BACKGROUND: Cold agglutinin disease (CAD) is a rare autoimmune hemolytic anemia characterized by hemagglutination and complement-mediated extra- and intravascular hemolysis. Conventional therapeutic approaches, such as corticosteroids, intravenous immunoglobulin G, alkylating agents or other immunosuppressive drugs, are largely ineffective, and the therapeutic efficacy of rituximab is limited. Successful treatment of a patient with CAD with the terminal complement inhibitor eculizumab reported by us previously (Röth et al., Blood 2009) prompted us to test this novel approach in a larger number of patients.

PATIENTS and METHODS: We conducted a prospective, controlled, non-randomized, multicenter phase II trial with pre- and post-treatment comparison. Inclusion criteria were symptomatic cold agglutinin-mediated hemolysis with a serum lactate dehydrogenase (LDH) level ≥ 2 x upper limit of normal and a cold agglutinin titer > 64 at 4°C. Eculizumab was given by intravenous infusion at 600 mg weekly for 4 weeks, followed 1 week later by a 900 mg dose and then 900 mg every other week through week 26. Two weeks before the first dose patients received vaccination against N. meningitidis. The primary endpoint was LDH level, secondary endpoints included transfusion requirements, parameters of intravascular hemolysis, quality of life, 6-minute walk test (6MWT), circulatory symptoms and thrombosis. The analysis was performed in the intent-to-treat population. Missing data were replaced by carrying the last observation forward. The trial was registered at http://clinicaltrials.gov as NCT01303952.

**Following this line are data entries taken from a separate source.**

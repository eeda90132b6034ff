//! Scoring strategy trait and implementations.

use crate::model::{sort_by_score, Game, SingleScore};

/// A scoring strategy reduces a game's round history to one total per player.
/// Strategies are stateless and injected into the score calculator.
pub trait ScoringStrategy: Send + Sync {
    fn calculate_scores(&self, game: &Game) -> Vec<SingleScore>;
    fn name(&self) -> &str;
    fn description(&self) -> String;
}

/// Sums every round value per player, sorted descending by total.
pub struct StandardScoring;

impl ScoringStrategy for StandardScoring {
    fn calculate_scores(&self, game: &Game) -> Vec<SingleScore> {
        let mut totals: Vec<SingleScore> = game
            .player_list
            .iter()
            .map(|player| {
                let total: i32 = game
                    .score
                    .iter()
                    .map(|round| round.score_map.get(&player.id).copied().unwrap_or(0))
                    .sum();
                SingleScore::new(player.id.clone(), total)
            })
            .collect();
        sort_by_score(&mut totals);
        totals
    }

    fn name(&self) -> &str {
        "Standard Scoring"
    }

    fn description(&self) -> String {
        "Calculates total score by summing all round scores for each player".to_string()
    }
}

/// Average points per round, truncating toward zero. Empty when no rounds
/// have been recorded.
pub struct AverageScoring;

impl ScoringStrategy for AverageScoring {
    fn calculate_scores(&self, game: &Game) -> Vec<SingleScore> {
        let round_count = game.score.len() as i32;
        if round_count == 0 {
            return Vec::new();
        }

        let mut averages: Vec<SingleScore> = game
            .player_list
            .iter()
            .map(|player| {
                let total: i32 = game
                    .score
                    .iter()
                    .map(|round| round.score_map.get(&player.id).copied().unwrap_or(0))
                    .sum();
                SingleScore::new(player.id.clone(), total / round_count)
            })
            .collect();
        sort_by_score(&mut averages);
        averages
    }

    fn name(&self) -> &str {
        "Average Scoring"
    }

    fn description(&self) -> String {
        "Calculates average score per round for each player".to_string()
    }
}

/// Counts only each player's N best round values.
pub struct BestRoundsScoring {
    best_rounds_count: usize,
}

impl BestRoundsScoring {
    pub fn new(best_rounds_count: usize) -> Self {
        Self { best_rounds_count }
    }
}

impl Default for BestRoundsScoring {
    fn default() -> Self {
        Self::new(3)
    }
}

impl ScoringStrategy for BestRoundsScoring {
    fn calculate_scores(&self, game: &Game) -> Vec<SingleScore> {
        let mut totals: Vec<SingleScore> = game
            .player_list
            .iter()
            .map(|player| {
                let mut values: Vec<i32> = game
                    .score
                    .iter()
                    .filter_map(|round| round.score_map.get(&player.id).copied())
                    .collect();
                values.sort_unstable_by(|a, b| b.cmp(a));
                values.truncate(self.best_rounds_count);
                SingleScore::new(player.id.clone(), values.iter().sum())
            })
            .collect();
        sort_by_score(&mut totals);
        totals
    }

    fn name(&self) -> &str {
        "Best Rounds Scoring"
    }

    fn description(&self) -> String {
        format!(
            "Calculates score using only the best {} rounds for each player",
            self.best_rounds_count
        )
    }
}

RESULTS: Between 2011 and 2014 13 treatment-naïve or pretreated patients with CAD were enrolled. The median age was 74 years (range: 64 - 80), with a male-to-female ratio of 3 to 10. After treatment with eculizumab the LDH decreased from a median pre-treatment level of 572 U/L (mean ± standard deviation: 670 ± 300 U/L) by an average of 56% to a median end-of-treatment level of 327 U/L (400 ± 279 U/L; p = 0.0215, Wilcoxon signed-rank test). This was accompanied by a reduction in transfusion requirement from a median of 4.0 red blood cell units per patient in the 12-month period preceding participation in the study to 0.0 units during treatment with eculizumab. In 9 patients, transfusion requirements decreased during eculizumab therapy, in 3 patients, transfusions were required neither before nor during the study, and in one patient, transfusion requirement deteriorated (p = 0.0215, Exact McNemar's test). The result of the 6MWT improved from a median of 358 m at baseline to a median of 420 m at the end of treatment (p = 0.078). Questionnaires for quality of life showed no significant changes. During the enrollment phase, 7 thromboembolic events including 1 pulmonary embolism were recorded in a total of 4 patients; by contrast, no thromboembolic events were observed during treatment with eculizumab. A total of 37 adverse events were reported of which one was considered as probably related to eculizumab (pneumonia, patient recovered). All in all, 57% of adverse events were classified as unrelated, 5% as unlikely to be related, 32% as possibly related, and 3% as probably related to treatment. There were 4 serious adverse events.

CONCLUSIONS: Treatment with eculizumab was safe and well tolerated in patients with CAD. It resulted in a statistically significant reduction in hemolysis and transfusion requirements and appeared to have a favorable impact on thromboembolic complications. The results of this trial support the notion that terminal complement activation is a relevant mediator of erythrocyte destruction in CAD.